Received 22 April 2013 Revised 5 September 2013 Accepted 8 September 2013 Abstract. Fast-continuous-rotation is an effective measure to improve the scanning speed and decrease the radiation dose for cone-beam CT. However, because of acceleration and deceleration of the motor, as well as the response lag of the scanning control terminals to the host PC, uneven-distributed and redundant projections are inevitably created, which seriously decrease the quality of the reconstruction images. In this paper, we first analyzed the aspects of the theoretical sequence chart of the fastcontinuous-rotation mode. Then, an optimized sequence chart was proposed by extending the rotation angle span to ensure the effective 2π-span projections were situated in the stable rotation stage. In order to match the rotation angle with the projection image accurately, structure similarity (SSIM) index was used as a control parameter for extraction of the effective projection sequence which was exactly the complete projection data for image reconstruction.

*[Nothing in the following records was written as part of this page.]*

//! Tenant billing library
//!
//! Billing entities for multi-tenant workspaces, the use cases that guard
//! them, and the list data processor behind every list view.

use shadow_rs::shadow;
shadow!(build);

pub mod cli;
pub mod config;
pub mod error;
pub mod listing;
pub mod logger;
pub mod models;
pub mod registry;
pub mod repositories;
pub mod services;
pub mod state;
pub mod usecases;

pub use state::AppState;

pub fn pkg_version() -> &'static str {
    build::PKG_VERSION
}

pub fn clap_long_version() -> &'static str {
    build::CLAP_LONG_VERSION
}
//! Value parsers for CLI arguments that clap cannot check on its own.

use std::fs;
use std::path::PathBuf;

use crate::listing::{SortDirection, SortField};

/// The file must exist, be a regular file and be readable.
pub fn validate_config_file_path(path_str: &str) -> Result<PathBuf, String> {
    readable_file(path_str, "Configuration file")
}

/// Like [`validate_config_file_path`], additionally requiring a `.json`
/// extension.
pub fn validate_json_file_path(path_str: &str) -> Result<PathBuf, String> {
    let path = readable_file(path_str, "Data file")?;
    match path.extension().and_then(|e| e.to_str()) {
        Some(ext) if ext.eq_ignore_ascii_case("json") => Ok(path),
        _ => Err(format!("Data file must have a .json extension: '{path_str}'")),
    }
}

fn readable_file(path_str: &str, what: &str) -> Result<PathBuf, String> {
    let path = PathBuf::from(path_str);
    if !path.exists() {
        return Err(format!("{what} does not exist: '{path_str}'"));
    }
    if !path.is_file() {
        return Err(format!("{what} path is not a file: '{path_str}'"));
    }
    fs::File::open(&path)
        .map(|_| path)
        .map_err(|e| format!("Cannot read {} '{path_str}': {e}", what.to_lowercase()))
}

/// `field`, `field:asc` or `field:desc`. Nulls always sort last.
pub fn parse_sort_field(spec: &str) -> Result<SortField, String> {
    let (field, direction) = match spec.split_once(':') {
        Some((field, dir)) => {
            let direction = match dir.trim().to_lowercase().as_str() {
                "asc" => SortDirection::Asc,
                "desc" => SortDirection::Desc,
                other => {
                    return Err(format!(
                        "Invalid sort direction '{other}'. Use 'asc' or 'desc'"
                    ));
                }
            };
            (field.trim(), direction)
        }
        None => (spec.trim(), SortDirection::Asc),
    };
    if field.is_empty() {
        return Err("Sort field cannot be empty".to_string());
    }
    Ok(match direction {
        SortDirection::Asc => SortField::asc(field),
        SortDirection::Desc => SortField::desc(field),
    })
}
//! List and detail page data, both served through the list data processor's
//! field tables.

use std::sync::Arc;

use tracing::{debug, instrument};

use super::RequestContext;
use super::pipeline::Pipeline;
use crate::error::AppResult;
use crate::listing::{ListRequest, PageResult};
use crate::models::Entity;
use crate::repositories::{EntityRepository, ItemPageData};
use crate::services::Action;

pub struct GetListPageData<E: Entity> {
    repo: Arc<dyn EntityRepository<E>>,
    pipeline: Pipeline,
}

impl<E: Entity> GetListPageData<E> {
    pub fn new(repo: Arc<dyn EntityRepository<E>>, pipeline: Pipeline) -> Self {
        Self { repo, pipeline }
    }

    /// Filters, searches, sorts and paginates the stored entities.
    ///
    /// Field names are checked against the entity's field table before the
    /// repository is called.
    #[instrument(skip_all, fields(entity = E::NAME, user = %ctx.user_id))]
    pub async fn execute(
        &self,
        ctx: &RequestContext,
        request: &ListRequest,
    ) -> AppResult<PageResult<E>> {
        self.pipeline.authorize(ctx, E::NAME, Action::List).await?;
        self.pipeline.validate_list_request::<E>(ctx, request)?;

        let page = self
            .repo
            .list_page_data(request)
            .await
            .map_err(|e| self.pipeline.operation_failed(ctx, E::NAME, Action::List, e))?;
        debug!(
            total = page.pagination.total_items,
            page = page.pagination.page,
            returned = page.items.len(),
            "List page ready"
        );
        Ok(page)
    }
}

pub struct GetItemPageData<E: Entity> {
    repo: Arc<dyn EntityRepository<E>>,
    pipeline: Pipeline,
}

impl<E: Entity> GetItemPageData<E> {
    pub fn new(repo: Arc<dyn EntityRepository<E>>, pipeline: Pipeline) -> Self {
        Self { repo, pipeline }
    }

    #[instrument(skip_all, fields(entity = E::NAME, user = %ctx.user_id, id = %id))]
    pub async fn execute(&self, ctx: &RequestContext, id: &str) -> AppResult<ItemPageData<E>> {
        self.pipeline.authorize(ctx, E::NAME, Action::Read).await?;
        self.pipeline.require_id(ctx, E::NAME, id)?;

        self.repo
            .item_page_data(id)
            .await
            .map_err(|e| self.pipeline.operation_failed(ctx, E::NAME, Action::Read, e))?
            .ok_or_else(|| self.pipeline.not_found(ctx, E::NAME, id))
    }
}
impl License {
    /// Gives an unassigned license to `user_id`, activating it if pending.
    pub fn assign(
        &mut self,
        user_id: &str,
        actor: &str,
        at: Timestamp,
    ) -> Result<&LicenseHistoryEntry, LicenseError> {
        if !matches!(self.status, LicenseStatus::Pending | LicenseStatus::Active) {
            return Err(LicenseError::NotAssignable {
                status: self.status,
            });
        }
        if let Some(current) = &self.assignee_user_id {
            return Err(LicenseError::AlreadyAssigned {
                user_id: current.clone(),
            });
        }

        let from_status = self.status;
        self.status = LicenseStatus::Active;
        self.assignee_user_id = Some(user_id.to_string());
        self.assigned_at = Some(at);
        Ok(self.record(LicenseHistoryEntry {
            at,
            actor: actor.to_string(),
            action: LicenseAction::Assign,
            from_status,
            to_status: LicenseStatus::Active,
            from_assignee: None,
            to_assignee: Some(user_id.to_string()),
            reason: None,
        }))
    }

    /// Moves an active, assigned license to a different user.
    pub fn reassign(
        &mut self,
        user_id: &str,
        actor: &str,
        reason: Option<String>,
        at: Timestamp,
    ) -> Result<&LicenseHistoryEntry, LicenseError> {
        if self.status != LicenseStatus::Active {
            return Err(LicenseError::NotAssignable {
                status: self.status,
            });
        }
        let previous = match &self.assignee_user_id {
            None => return Err(LicenseError::NotAssigned),
            Some(current) if current == user_id => {
                return Err(LicenseError::SameAssignee {
                    user_id: current.clone(),
                });
            }
            Some(current) => current.clone(),
        };

        self.assignee_user_id = Some(user_id.to_string());
        self.assigned_at = Some(at);
        Ok(self.record(LicenseHistoryEntry {
            at,
            actor: actor.to_string(),
            action: LicenseAction::Reassign,
            from_status: LicenseStatus::Active,
            to_status: LicenseStatus::Active,
            from_assignee: Some(previous),
            to_assignee: Some(user_id.to_string()),
            reason,
        }))
    }

    /// Applies a status action (activate, suspend, revoke, expire).
    pub fn transition(
        &mut self,
        action: LicenseAction,
        actor: &str,
        reason: Option<String>,
        at: Timestamp,
    ) -> Result<&LicenseHistoryEntry, LicenseError> {
        let next = action
            .target_status()
            .ok_or(LicenseError::NotATransition { action })?;
        if !self.status.can_transition_to(next) {
            return Err(LicenseError::InvalidTransition {
                from: self.status,
                to: next,
            });
        }

        let from_status = self.status;
        self.status = next;
        let assignee = self.assignee_user_id.clone();
        Ok(self.record(LicenseHistoryEntry {
            at,
            actor: actor.to_string(),
            action,
            from_status,
            to_status: next,
            from_assignee: assignee.clone(),
            to_assignee: assignee,
            reason,
        }))
    }

    fn record(&mut self, entry: LicenseHistoryEntry) -> &LicenseHistoryEntry {
        self.updated_at = Some(entry.at);
        self.history.push(entry);
        &self.history[self.history.len() - 1]
    }
}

The experimental results showed that SSIM based method had a high accuracy of projection view locating and was easy to realize. Keywords: Cone-beam CT, fast-continuous-rotation scanning, data redundancy, structural similarity

∗ Corresponding authors: Min Yang, School of Mechanical Engineering and Automation, Beijing University of Aeronautics and Astronautics, Beijing 100191, China. E-mail: [email protected]; Fanyong Meng, State Key Laboratory of Multiphase Complex Systems, Institute of Process Engineering, Chinese Academy of Sciences, Beijing 100190, China. E-mail: [email protected].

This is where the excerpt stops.